This is hard to track down further because I can't reproduce it locally or on any system that I or CRAN have used to check the package. The error is coming from deep within ggplot, so I don't know if something is out of sync in terms of the tidyverse packages and deps ggplot2 uses. As it seems to go away with a package update (at least previous reports, not all here, have), it doesn't seem to be an error in gratia, but as I can't reproduce it I can't figure out if I need to add a requirement for a specific minimum version of a package to avoid the issue.

barryrowlingson commented 6 months ago

Its related to the patchwork package - I can generate the error now without gratia:

> library(ggplot2)
Want to understand how all the pieces fit together?
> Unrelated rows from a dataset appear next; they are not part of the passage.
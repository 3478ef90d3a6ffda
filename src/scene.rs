use crate::geometry::PositionedShape;
use crate::model::Animatable;
use crate::model::Color;
use crate::model::Id;
use crate::model::Location;
use crate::model::Message;
use crate::model::Orientation;
use crate::model::PathSegment;
use crate::model::Shape;
use crate::model::TimeStamp;
use crate::validation::validate_path;
use crate::validation::ValidationConfig;
use crate::validation::ValidationError;

use alloc::collections::BTreeMap;
use alloc::vec::Vec;
use core::fmt;

use SceneError::*;

#[derive(Debug, Copy, Clone, PartialEq)]
pub enum SceneError {
    /// a message other than `Begin` arrived first
    NotBegun,
    ClockRegression { epoch: TimeStamp, timestamp: TimeStamp },
    DuplicateId(Id),
    UnknownId(Id),
    Invalid(ValidationError),
}

impl fmt::Display for SceneError {
    fn fmt(&self, f: &mut fmt::Formatter<'_>) -> fmt::Result {
        match self {
            NotBegun => write!(f, "no Begin message received yet"),
            ClockRegression { epoch, timestamp } => {
                write!(f, "Begin({}) is earlier than the current epoch {}", timestamp, epoch)
            }
            DuplicateId(id) => write!(f, "animatable {} is already shown", id),
            UnknownId(id) => write!(f, "animatable {} is not shown", id),
            Invalid(e) => write!(f, "invalid animatable: {}", e),
        }
    }
}

impl From<ValidationError> for SceneError {
    fn from(e: ValidationError) -> Self {
        Invalid(e)
    }
}

pub type SceneResult<T> = Result<T, SceneError>;

#[derive(Debug, Copy, Clone, PartialEq)]
pub struct SceneConfig {
    pub require_begin: bool,
    /// a second `Show` for a shown id replaces it instead of failing
    pub replace_on_show: bool,
    /// `Update` / `Hide` for unknown ids are dropped instead of failing
    pub ignore_unknown_ids: bool,
    pub reject_clock_regression: bool,
    pub validate: bool,
    pub validation: ValidationConfig,
}

impl Default for SceneConfig {
    fn default() -> Self {
        Self {
            require_begin: true,
            replace_on_show: false,
            ignore_unknown_ids: false,
            reject_clock_regression: true,
            validate: true,
            validation: ValidationConfig::default(),
        }
    }
}

impl SceneConfig {
    /// Accepts any sequence of messages.
    pub fn lenient() -> Self {
        Self {
            require_begin: false,
            replace_on_show: true,
            ignore_unknown_ids: true,
            reject_clock_regression: false,
            validate: false,
            validation: ValidationConfig::default(),
        }
    }
}

/// What a successfully applied message did.
#[derive(Debug, Copy, Clone, PartialEq, Eq)]
pub enum Change {
    Began(TimeStamp),
    Shown(Id),
    Replaced(Id),
    Updated(Id),
    Hidden(Id),
    Ignored(Id),
}

#[derive(Debug, Copy, Clone, PartialEq)]
pub struct Placement {
    pub id: Id,
    pub shape: PositionedShape,
    pub orientation: Orientation,
    pub fill: bool,
    pub color: Color,
}

/// The set of shown animatables, keyed by id.
#[derive(Debug, Clone, Default)]
pub struct Scene {
    config: SceneConfig,
    epoch: Option<TimeStamp>,
    animatables: BTreeMap<Id, Animatable>,
}

impl Scene {
    pub fn new(config: SceneConfig) -> Self {
        Self {
            config,
            epoch: None,
            animatables: BTreeMap::new(),
        }
    }

    pub fn config(&self) -> &SceneConfig {
        &self.config
    }

    /// Timestamp of the latest `Begin`.
    pub fn epoch(&self) -> Option<TimeStamp> {
        self.epoch
    }

    pub fn get(&self, id: Id) -> Option<&Animatable> {
        self.animatables.get(&id)
    }

    pub fn len(&self) -> usize {
        self.animatables.len()
    }

    pub fn is_empty(&self) -> bool {
        self.animatables.is_empty()
    }

    pub fn ids(&self) -> impl Iterator<Item = Id> + '_ {
        self.animatables.keys().copied()
    }

    pub fn iter(&self) -> impl Iterator<Item = &Animatable> {
        self.animatables.values()
    }

    /// Forgets the epoch and every animatable.
    pub fn clear(&mut self) {
        self.epoch = None;
        self.animatables.clear();
    }

    /// Applies one message. On error the scene is left untouched.
    pub fn apply(&mut self, message: Message) -> SceneResult<Change> {
        let kind = message.kind().as_text();
        let target = message.id();
        let result = self.dispatch(message);

        match &result {
            Ok(Change::Ignored(id)) => log::trace!("ignoring {} for unknown animatable {}", kind, id),
            Ok(change) => log::debug!("applied {}: {:?}", kind, change),
            Err(e) => log::warn!("rejected {} (target {:?}): {}", kind, target, e),
        }

        result
    }

    /// Applies messages in order, stopping at the first failure.
    ///
    /// The error carries the index of the failing message; messages before
    /// it stay applied.
    pub fn apply_all<I>(&mut self, messages: I) -> Result<Vec<Change>, (usize, SceneError)>
    where
        I: IntoIterator<Item = Message>,
    {
        let mut changes = Vec::new();
        for (i, message) in messages.into_iter().enumerate() {
            changes.push(self.apply(message).map_err(|e| (i, e))?);
        }
        Ok(changes)
    }

    fn dispatch(&mut self, message: Message) -> SceneResult<Change> {
        match message {
            Message::Begin(timestamp) => self.begin(timestamp),
            Message::Show(animatable) => self.show(animatable),
            Message::Update(id, segments) => self.update(id, segments),
            Message::Hide(id) => self.hide(id),
        }
    }

    fn check_begun(&self) -> SceneResult<()> {
        match self.config.require_begin && self.epoch.is_none() {
            true => Err(NotBegun),
            false => Ok(()),
        }
    }

    fn begin(&mut self, timestamp: TimeStamp) -> SceneResult<Change> {
        if let Some(epoch) = self.epoch {
            if self.config.reject_clock_regression && timestamp < epoch {
                return Err(ClockRegression { epoch, timestamp });
            }
        }

        self.epoch = Some(timestamp);
        Ok(Change::Began(timestamp))
    }

    fn show(&mut self, animatable: Animatable) -> SceneResult<Change> {
        self.check_begun()?;

        if self.config.validate {
            animatable.validate(&self.config.validation)?;
        }

        let id = animatable.id;
        let exists = self.animatables.contains_key(&id);
        if exists && !self.config.replace_on_show {
            return Err(DuplicateId(id));
        }

        self.animatables.insert(id, animatable);
        Ok(match exists {
            true => Change::Replaced(id),
            false => Change::Shown(id),
        })
    }

    fn update(&mut self, id: Id, segments: Vec<PathSegment>) -> SceneResult<Change> {
        self.check_begun()?;

        if !self.animatables.contains_key(&id) {
            return match self.config.ignore_unknown_ids {
                true => Ok(Change::Ignored(id)),
                false => Err(UnknownId(id)),
            };
        }

        if self.config.validate {
            validate_path(&segments, &self.config.validation)?;
        }

        if let Some(animatable) = self.animatables.get_mut(&id) {
            animatable.path = segments;
        }
        Ok(Change::Updated(id))
    }

    fn hide(&mut self, id: Id) -> SceneResult<Change> {
        self.check_begun()?;

        match self.animatables.remove(&id) {
            Some(_) => Ok(Change::Hidden(id)),
            None if self.config.ignore_unknown_ids => Ok(Change::Ignored(id)),
            None => Err(UnknownId(id)),
        }
    }

    /// Every animatable with a non-empty path, placed at `time`, by id.
    pub fn snapshot(&self, time: TimeStamp) -> Vec<Placement> {
        self.animatables
            .values()
            .filter_map(|animatable| {
                let place = animatable.place_at(time)?;
                Some(Placement {
                    id: animatable.id,
                    shape: animatable.shape.positioned(place.location),
                    orientation: place.orientation,
                    fill: animatable.fill,
                    color: animatable.color,
                })
            })
            .collect()
    }

    /// The highest id whose shape covers `location` at `time`.
    pub fn hit_test(&self, location: Location, time: TimeStamp) -> Option<Id> {
        self.snapshot(time)
            .iter()
            .rev()
            .find(|placement| placement.shape.contains_point(location))
            .map(|placement| placement.id)
    }

    /// Pairs of ids `(a, b)`, `a < b`, whose shapes overlap at `time`.
    pub fn overlapping(&self, time: TimeStamp) -> Vec<(Id, Id)> {
        let placements = self.snapshot(time);
        let mut pairs = Vec::new();

        for (i, a) in placements.iter().enumerate() {
            for b in &placements[i + 1..] {
                if a.shape.intersects(&b.shape) {
                    pairs.push((a.id, b.id));
                }
            }
        }

        pairs
    }

    pub fn log_scene(&self) {
        log::info!("epoch: {:?}", self.epoch);
        log::info!(    "|   ID   |   SHAPE   |  W/R  |   H   | FILL |  COLOR  | SEGMENTS |");

        for animatable in self.animatables.values() {
            let (name, a, b) = match animatable.shape {
                Shape::Circle(r) => ("Circle", r, 0.0),
                Shape::Rectangle(w, h) => ("Rectangle", w, h),
            };
            let c = animatable.color;
            log::info!(
                "| {:^6} | {:^9} | {:^5} | {:^5} | {:^4} | {:02x}{:02x}{:02x}  | {:^8} |",
                animatable.id,
                name,
                a,
                b,
                animatable.fill,
                c.r,
                c.g,
                c.b,
                animatable.path.len(),
            );
        }
    }
}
Read R for Data
Science: https://r4ds.hadley.nz/
> p1 <- ggplot(mtcars) + geom_point(aes(mpg, disp))
> p2 <- ggplot(mtcars) + geom_boxplot(aes(gear, disp, group = gear))
> library(patchwork)
> p1 + p2
Error in Ops.data.frame(guide_loc, panel_loc) : 
  ‘==’ only defined for equally-sized data frames

Upgrading patchwork to latest CRAN (v1.2.0) has fixed it.

Now I can try gratia! Thanks! (although I just finished going graphs in a quarto report using visreg :) )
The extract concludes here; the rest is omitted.